ScenarioBetter ChoiceReason
Navigation barFlexboxOne row of items with distribution
Card grid with known columnsGridTwo-dimensional — rows and columns defined
Dynamic card list (variable count)Flexbox + wrapItems determine their own wrapping
Full page layout (header, aside, main, footer)GridNamed areas, cross-axis placement
Centering a single elementFlexboxSimpler, fewer properties needed
Aligning items in a formEitherGrid gives column alignment; Flexbox handles flow

Flexbox and Accessibility

The order property changes visual order without changing DOM order. Screen readers and keyboard navigation follow DOM order, not visual order. Using order to rearrange content for visual reasons can create a confusing disconnect for keyboard users — tab order will follow the HTML source, not what is visible on screen.

The WCAG Success Criterion 1.3.2 (Meaningful Sequence) and 2.4.3 (Focus Order) require that reading and navigation order make sense independently of presentation. Use order only for purely visual reordering that does not affect reading sequence, and ensure the DOM order makes sense when CSS is disabled.

Flexbox in CSS Frameworks

Most modern CSS frameworks use Flexbox as their primary layout mechanism. Understanding the underlying CSS means you can debug framework layouts and extend them without fighting the framework.

Tailwind CSS

Tailwind exposes Flexbox via utility classes that map directly to CSS properties: flex, flex-row, flex-col, justify-between, items-center, gap-4, flex-1, flex-none. The generator output translates cleanly into Tailwind utilities — if justify-content: space-between is in the output, the Tailwind equivalent is justify-between.

Bootstrap

Bootstrap 4+ uses Flexbox for its grid system and utility classes. The d-flex, justify-content-*, align-items-*, and flex-* utilities map to the same Flexbox properties you configure in this generator.

Browser Support

Flexbox has full support in all modern browsers (Chrome, Firefox, Safari, Edge) since around 2016. The generated CSS uses standard syntax with no vendor prefixes — you do not need -webkit- or -ms- prefixes for any of the properties in the output.

The only Flexbox feature with incomplete support is gap in Safari before version 14.1 (released April 2021).

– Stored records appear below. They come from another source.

// Copyright (c) 2025 Jonathan Fontanez
// SPDX-License-Identifier: BUSL-1.1

//! Session state machine
//!
//! ```text
//! ┌──────┐ preheat() / first ingestion ┌─────────┐  close()  ┌────────┐
//! │ Idle │────────────────────────────►│ Started │──────────►│ Closed │
//! └──┬───┘                             └─────────┘           └────────┘
//!    │                 close(): nothing to drain                 ▲
//!    └───────────────────────────────────────────────────────────┘
//! ```
//!
//! Configuration is only accepted while `Idle`. `Closed` is terminal.

use std::sync::atomic::{AtomicU8, Ordering};

use parking_lot::Mutex;

use crate::core::{FrameFeedError, Result};

/// Lifecycle state of a session.
#[derive(Debug, Clone, Copy, PartialEq, Eq, Default)]
#[repr(u8)]
pub enum SessionState {
    /// Graph not started - streams and side packets can be configured
    #[default]
    Idle = 0,
    /// Graph running - ingestion is admitted
    Started = 1,
    /// Graph drained and torn down
    Closed = 2,
}

impl SessionState {
    fn from_u8(value: u8) -> Self {
        match value {
            0 => Self::Idle,
            1 => Self::Started,
            _ => Self::Closed,
        }
    }

    pub fn is_configurable(&self) -> bool {
        matches!(self, Self::Idle)
    }

    pub fn is_terminal(&self) -> bool {
        matches!(self, Self::Closed)
    }
}

/// Linearizable register for [`SessionState`].
///
/// Reads are a single atomic load. Transitions serialize on `transition`, so
/// exactly one caller runs the start action and configuration can never
/// interleave with it.
pub(crate) struct Lifecycle {
    state: AtomicU8,
    transition: Mutex<()>,
}

impl Lifecycle {
    pub(crate) fn new() -> Self {
        Self {
            state: AtomicU8::new(SessionState::Idle as u8),
            transition: Mutex::new(()),
        }
    }

    pub(crate) fn state(&self) -> SessionState {
        SessionState::from_u8(self.state.load(Ordering::Acquire))
    }

    /// Runs `start` if the session is still idle.
    ///
    /// Returns `Ok(true)` for the caller that performed the start. Callers
    /// racing it block until the start action has finished. The session is
    /// `Started` afterwards even if `start` failed; the failure is returned
    /// to the starting caller only.
    pub(crate) fn ensure_started<F>(&self, start: F) -> Result<bool>
    where
        F: FnOnce() -> Result<()>,
    {
        match self.state() {
            SessionState::Started => return Ok(false),
            SessionState::Closed => return Err(closed_error()),
            SessionState::Idle => {}
        }

        let _transition = self.transition.lock();
        match self.state() {
            SessionState::Started => Ok(false),
            SessionState::Closed => Err(closed_error()),
            SessionState::Idle => {
                let outcome = start();
                self.state
                    .store(SessionState::Started as u8, Ordering::Release);
                outcome.map(|()| true)
            }
        }
    }

    /// Runs `configure` while holding the transition lock, provided the
    /// session is idle.
    pub(crate) fn configure<R, F>(&self, operation: &str, configure: F) -> Result<R>
    where
        F: FnOnce() -> Result<R>,
    {
        let _transition = self.transition.lock();
        let state = self.state();
        if !state.is_configurable() {
            return Err(FrameFeedError::Configuration(format!(
                "{} must be called before the graph is started (session is {:?})",
                operation, state
            )));
        }
        configure()
    }

    /// Moves to `Closed` and returns the state the session was in before.
    ///
    /// Only the first caller sees `Started`; that caller owns the drain and
    /// runs it after this returns, without the transition lock held.
    pub(crate) fn close(&self) -> SessionState {
        let _transition = self.transition.lock();
        let previous = self.state();
        self.state
            .store(SessionState::Closed as u8, Ordering::Release);
        previous
    }
}

fn closed_error() -> FrameFeedError {
    FrameFeedError::SessionClosed("no further input is accepted".into())
}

If you need to support Safari 14.0 or earlier, use margins on items instead of gap. All other Flexbox properties in the generator output have been universally supported since 2016.

Common Questions

Why isn't align-content doing anything?

align-content only applies when there are multiple lines of flex items — i.e. when flex-wrap is set to wrap or wrap-reverse and the items actually overflow onto a second line. With nowrap, all items stay on one line so align-content has no effect.

What is the difference between flex-basis: auto and flex-basis: 0?

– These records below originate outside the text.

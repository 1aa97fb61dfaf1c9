// Copyright (c) 2025 Jonathan Fontanez
// SPDX-License-Identifier: BUSL-1.1

use std::collections::HashMap;
use std::sync::Arc;

use super::packet::{GraphPacket, Rejected, TextureFrame};
use super::service::GraphService;
use crate::core::Result;

/// Callback installed on a graph output stream.
///
/// The packet is lent for the duration of the call; the engine keeps
/// ownership and releases it afterwards.
pub type PacketCallback<P> = Box<dyn Fn(&P) + Send + Sync + 'static>;

/// The stream-processing engine behind a session.
///
/// Implementations are internally synchronized: every method may be called
/// from any thread, and output callbacks run on engine-owned threads.
pub trait GraphEngine: Send + Sync + 'static {
    type Packet: GraphPacket<Frame = Self::Frame>;
    type Frame: TextureFrame;
    /// Decoded CPU image accepted by [`GraphEngine::packet_from_bitmap`].
    type Bitmap: ?Sized + Sync;

    // Lifecycle

    fn start_graph(&self) -> Result<()>;

    /// Signals end-of-input on every input stream.
    fn close_all_inputs(&self) -> Result<()>;

    /// Blocks until every admitted packet has been processed.
    fn wait_until_drained(&self) -> Result<()>;

    /// Blocks until the graph has no in-flight work, without closing inputs.
    fn wait_until_idle(&self) -> Result<()>;

    fn tear_down(&self) -> Result<()>;

    // Streams

    /// Hands `packet` to the input stream. On success the engine owns the
    /// packet; on failure it is returned inside [`Rejected`].
    fn submit(
        &self,
        stream: &str,
        packet: Self::Packet,
        timestamp: i64,
    ) -> std::result::Result<(), Rejected<Self::Packet>>;

    fn register_output_callback(
        &self,
        stream: &str,
        callback: PacketCallback<Self::Packet>,
    ) -> Result<()>;

    /// One-time per-stream metadata. The engine owns `header` afterwards.
    fn set_stream_header(&self, stream: &str, header: Self::Packet) -> Result<()>;

    /// The engine owns the packets afterwards, whether or not the call
    /// succeeds.
    fn set_input_side_packets(&self, packets: HashMap<String, Self::Packet>) -> Result<()>;

    /// Lets graph-side GL contexts join the share group of the host context.
    fn set_parent_gl_context(&self, context: u64) -> Result<()>;

    /// Binds `object` to `service` for every node that requests it.
    fn set_service_object<T>(&self, service: &GraphService<T>, object: Arc<T>) -> Result<()>
    where
        T: Send + Sync + 'static;

    // Packet construction

    /// Wraps a GPU frame. On success the packet owns the frame and releases
    /// it together with itself; on failure the frame is handed back.
    fn packet_from_frame(
        &self,
        frame: Self::Frame,
    ) -> std::result::Result<Self::Packet, Rejected<Self::Frame>>;

    /// Copies a decoded image into an RGB image packet.
    fn packet_from_bitmap(&self, bitmap: &Self::Bitmap) -> Result<Self::Packet>;

    /// Copies an interleaved 16-bit PCM window into an audio matrix packet.
    fn packet_from_audio(
        &self,
        data: &[u8],
        channel_count: u16,
        num_samples: usize,
    ) -> Result<Self::Packet>;

    fn time_series_header(&self, channel_count: u16, sample_rate: f64) -> Result<Self::Packet>;
}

With auto, each item starts at its natural content size before remaining space is distributed. With 0, all items start at zero width and the available space is divided purely by their flex-grow ratios — making it easier to create truly equal-width columns unaffected by content length. flex: 1 uses flex-basis: 0%, which is why it produces equal-width columns.

Can I use Flexbox for the whole page layout?

Yes, though CSS Grid is often a better fit for full-page two-dimensional layouts. Flexbox works well for page-level layouts when items flow naturally in one direction — for example a vertical stack of header, main, and footer. For more complex row-and-column arrangements, Grid gives you finer control with named areas and explicit column/row sizing.

Does the generated CSS work in all browsers?

Flexbox has full support in all modern browsers. The generated CSS uses standard syntax with no vendor prefixes required. If you need to support Safari older than 14.1, replace gap with margins for the spacing.

Why is my flex item ignoring the width I set?

When an item is inside a flex container, width is overridden by flex-basis. If you set width: 200px on a flex item but the container has remaining space and the item has flex-grow: 1, the item will grow beyond 200px. Use flex-basis: 200px with flex-grow: 0 and flex-shrink: 0 (or the shorthand flex: 0 0 200px) to create a fixed-size flex item.